Random Network Behaviour of Protein Structures

TL;DR

This paper investigates the network of side-chain interactions in proteins, revealing that at a coarse level they resemble random graphs, which may explain functional diversity, while at a finer level they show unique structural features.

Contribution

It demonstrates that protein side-chain interaction networks largely follow random graph models, providing insights into their role in functional flexibility and structural specificity.

Findings

Side-chain networks resemble random graphs at a coarse level

Deviations from randomness reflect structural uniqueness

Network behavior relates to protein stability and function

Abstract

Geometric and structural constraints greatly restrict the selection of folds adapted by protein backbones, and yet, folded proteins show an astounding diversity in functionality. For structure to have any bearing on function, it is thus imperative that, apart from the protein backbone, other tunable degrees of freedom be accountable. Here, we focus on side-chain interactions, which non-covalently link amino acids in folded proteins to form a network structure. At a coarse-grained level, we show that the network conforms remarkably well to realizations of random graphs and displays associated percolation behavior.
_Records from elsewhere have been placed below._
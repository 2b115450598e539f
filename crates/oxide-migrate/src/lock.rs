//! Mutual exclusion around ledger reads and writes.
//!
//! Several processes (two CI jobs, say) may run migrations against the same
//! ledger at once. Every ledger operation runs while holding a lock obtained
//! from a [`LockManager`]; the returned [`LockGuard`] releases it on drop, so
//! error paths release it too.
//!
//! [`FileLock`] is the default backend: an exclusively created marker file
//! next to the ledger. Marker files are not reliable on network file
//! systems (NFS, SMB); use a different `LockManager` there.

use std::fmt;
use std::path::{Path, PathBuf};
use std::sync::atomic::{AtomicU64, Ordering};
use std::time::{Duration, Instant};

use async_trait::async_trait;
use serde::{Deserialize, Serialize};
use tokio::io::AsyncWriteExt;
use tracing::{debug, warn};

use crate::error::{IntegrityError, MigrateError, Result};

/// Suffix appended to the ledger path to form the lock marker path.
pub const LOCK_SUFFIX: &str = ".lock";

/// Suffix of the marker serializing takeovers of a stale lock.
const TAKEOVER_SUFFIX: &str = ".takeover";

/// Timing policy for lock acquisition.
#[derive(Debug, Clone, Copy, PartialEq, Eq, Serialize, Deserialize)]
pub struct LockPolicy {
    /// Give up after waiting this long.
    pub timeout: Duration,
    /// Pause between attempts.
    pub retry_interval: Duration,
    /// A marker older than this is considered abandoned.
    pub stale_after: Duration,
}

impl Default for LockPolicy {
    fn default() -> Self {
        Self {
            timeout: Duration::from_secs(10),
            retry_interval: Duration::from_millis(100),
            stale_after: Duration::from_secs(300),
        }
    }
}

/// A held lock. Dropping it releases the lock.
pub struct LockGuard {
    release: Option<Box<dyn FnOnce() + Send>>,
}

impl LockGuard {
    /// Creates a guard that runs `release` when dropped.
    pub fn new(release: impl FnOnce() + Send + 'static) -> Self {
        Self {
            release: Some(Box::new(release)),
        }
    }
}

impl Drop for LockGuard {
    fn drop(&mut self) {
        if let Some(release) = self.release.take() {
            release();
        }
    }
}

impl fmt::Debug for LockGuard {
    fn fmt(&self, f: &mut fmt::Formatter<'_>) -> fmt::Result {
        f.debug_struct("LockGuard")
            .field("held", &self.release.is_some())
            .finish()
    }
}

/// Something that hands out an exclusive lock.
#[async_trait]
pub trait LockManager: Send + Sync {
    /// Blocks until the lock is held or the manager's timeout expires.
    ///
    /// # Errors
    ///
    /// Returns `IntegrityError::LockTimeout` on timeout, or an IO error.
    async fn acquire(&self) -> Result<LockGuard>;
}

/// A lock backed by an exclusively created marker file.
#[derive(Debug, Clone)]
pub struct FileLock {
    path: PathBuf,
    policy: LockPolicy,
}

impl FileLock {
    /// Creates a lock using the marker at `path`.
    pub fn new(path: impl Into<PathBuf>, policy: LockPolicy) -> Self {
        Self {
            path: path.into(),
            policy,
        }
    }

    /// Creates the lock guarding the ledger at `ledger_path`.
    pub fn for_ledger(ledger_path: &Path, policy: LockPolicy) -> Self {
        let mut path = ledger_path.as_os_str().to_owned();
        path.push(LOCK_SUFFIX);
        Self::new(path, policy)
    }

    /// Returns the marker path.
    #[must_use]
    pub fn path(&self) -> &Path {
        &self.path
    }

    /// Returns the timing policy.
    #[must_use]
    pub fn policy(&self) -> &LockPolicy {
        &self.policy
    }

    /// Reads the current marker and its age, or `None` if there is no marker.
    async fn inspect(&self) -> Result<Option<Marker>> {
        let metadata = match tokio::fs::metadata(&self.path).await {
            Ok(metadata) => metadata,
            Err(e) if e.kind() == std::io::ErrorKind::NotFound => return Ok(None),
            Err(e) => return Err(MigrateError::file_io(&self.path)(e)),
        };
        let modified = metadata
            .modified()
            .map_err(MigrateError::file_io(&self.path))?;
        let contents = match tokio::fs::read(&self.path).await {
            Ok(contents) => contents,
            Err(e) if e.kind() == std::io::ErrorKind::NotFound => return Ok(None),
            Err(e) => return Err(MigrateError::file_io(&self.path)(e)),
        };
        Ok(Some(Marker {
            contents,
            // A marker dated in the future counts as fresh.
            age: modified.elapsed().unwrap_or_default(),
        }))
    }

    async fn try_create(&self, token: &str) -> std::io::Result<()> {
        if let Some(parent) = self.path.parent() {
            if !parent.as_os_str().is_empty() {
                tokio::fs::create_dir_all(parent).await?;
            }
        }
        let mut file = tokio::fs::OpenOptions::new()
            .write(true)
            .create_new(true)
            .open(&self.path)
            .await?;
        let marker = format!(
            "pid {}\ntoken {token}\nacquired_at {}\n",
            std::process::id(),
            chrono::Utc::now().to_rfc3339()
        );
        file.write_all(marker.as_bytes()).await?;
        file.flush().await?;
        Ok(())
    }

    /// Removes the abandoned marker `stale`.
    ///
    /// Takeovers are serialized through a second exclusively created marker,
    /// and the lock marker is re-read under it: a waiter that judged a marker
    /// stale after another waiter already replaced it finds the new marker
    /// and leaves it alone. Returns false if another waiter is mid-takeover.
    async fn take_over(&self, stale: &Marker, token: &str) -> Result<bool> {
        let mut gate = self.path.as_os_str().to_owned();
        gate.push(TAKEOVER_SUFFIX);
        let gate = PathBuf::from(gate);

        match tokio::fs::OpenOptions::new()
            .write(true)
            .create_new(true)
            .open(&gate)
            .await
        {
            Ok(_) => {}
            Err(e) if e.kind() == std::io::ErrorKind::AlreadyExists => {
                // Another waiter is taking over, unless it died doing so.
                let abandoned = tokio::fs::metadata(&gate)
                    .await
                    .ok()
                    .and_then(|m| m.modified().ok())
                    .and_then(|modified| modified.elapsed().ok())
                    .is_some_and(|age| age > self.policy.stale_after);
                if abandoned {
                    let _ = tokio::fs::remove_file(&gate).await;
                }
                return Ok(false);
            }
            Err(e) => return Err(MigrateError::file_io(&gate)(e)),
        }

        let result = self.remove_if_unchanged(stale, token).await;
        if let Err(e) = tokio::fs::remove_file(&gate).await {
            warn!(path = %gate.display(), error = %e, "Failed to remove takeover marker");
        }
        result.map(|()| true)
    }

    /// Removes the lock marker if it is still `stale`. The caller holds the
    /// takeover marker.
    async fn remove_if_unchanged(&self, stale: &Marker, token: &str) -> Result<()> {
        match self.inspect().await? {
            Some(current) if current.contents == stale.contents => {}
            _ => return Ok(()),
        }

        // Rename first so a release and re-lock racing with us is detected.
        let mut aside = self.path.as_os_str().to_owned();
        aside.push(format!(".stale-{token}"));
        let aside = PathBuf::from(aside);
        match tokio::fs::rename(&self.path, &aside).await {
            Ok(()) => {}
            Err(e) if e.kind() == std::io::ErrorKind::NotFound => return Ok(()),
            Err(e) => return Err(MigrateError::file_io(&self.path)(e)),
        }

        let moved = tokio::fs::read(&aside)
            .await
            .map_err(MigrateError::file_io(&aside))?;
        if moved == stale.contents {
            warn!(
                path = %self.path.display(),
                age_secs = stale.age.as_secs(),
                "Removed stale lock"
            );
        } else if let Err(e) = tokio::fs::hard_link(&aside, &self.path).await {
            warn!(
                path = %self.path.display(),
                error = %e,
                "Moved a live lock marker and could not restore it"
            );
        }
        tokio::fs::remove_file(&aside)
            .await
            .map_err(MigrateError::file_io(&aside))
    }
}

/// A lock marker as read from disk.
struct Marker {
    contents: Vec<u8>,
    age: Duration,
}

/// Returns a token no other acquisition, in this or another process, uses.
fn unique_token() -> String {
    static COUNTER: AtomicU64 = AtomicU64::new(0);
    let nanos = std::time::SystemTime::now()
        .duration_since(std::time::UNIX_EPOCH)
        .unwrap_or_default()
        .as_nanos();
    format!(
        "{}-{nanos}-{}",
        std::process::id(),
        COUNTER.fetch_add(1, Ordering::Relaxed)
    )
}

/// Removes the marker at `path` if it still carries `token`.
fn release(path: &Path, token: &str) {
    let owned = match std::fs::read_to_string(path) {
        Ok(contents) => contents.lines().any(|line| line.strip_prefix("token ") == Some(token)),
        Err(e) if e.kind() == std::io::ErrorKind::NotFound => {
            warn!(path = %path.display(), "Lock marker vanished while held");
            return;
        }
        Err(e) => {
            warn!(path = %path.display(), error = %e, "Failed to read lock marker on release");
            return;
        }
    };
    if !owned {
        warn!(path = %path.display(), "Lock was taken over while held, leaving the marker");
        return;
    }
    if let Err(e) = std::fs::remove_file(path) {
        warn!(path = %path.display(), error = %e, "Failed to release lock");
    }
}

#[async_trait]
impl LockManager for FileLock {
    async fn acquire(&self) -> Result<LockGuard> {
        let started = Instant::now();
        let token = unique_token();

        loop {
            match self.try_create(&token).await {
                Ok(()) => {
                    debug!(path = %self.path.display(), "Acquired lock");
                    let path = self.path.clone();
                    return Ok(LockGuard::new(move || release(&path, &token)));
                }
                Err(e) if e.kind() == std::io::ErrorKind::AlreadyExists => {}
                Err(e) => return Err(MigrateError::file_io(&self.path)(e)),
            }

            match self.inspect().await? {
                // Released between our attempt and the check.
                None => continue,
                Some(marker) if marker.age > self.policy.stale_after => {
                    if self.take_over(&marker, &token).await? {
                        continue;
                    }
                }
                Some(_) => {}
            }

            let waited = started.elapsed();
            if waited >= self.policy.timeout {
                return Err(IntegrityError::LockTimeout {
                    path: self.path.clone(),
                    waited,
                }
                .into());
            }

            debug!(path = %self.path.display(), "Lock is held, waiting");
            tokio::time::sleep(self.policy.retry_interval).await;
        }
    }
}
Thus, within the rigid framework of the protein backbone that restricts the structure space, the side-chain interactions exhibit an element of randomness, which account for the functional flexibility and diversity shown by proteins. However, at a finer level, the network exhibits deviations from these random graphs which, as we demonstrate for a few specific examples, reflect the intrinsic uniqueness in the structure and stability, and perhaps specificity in the functioning of biological proteins.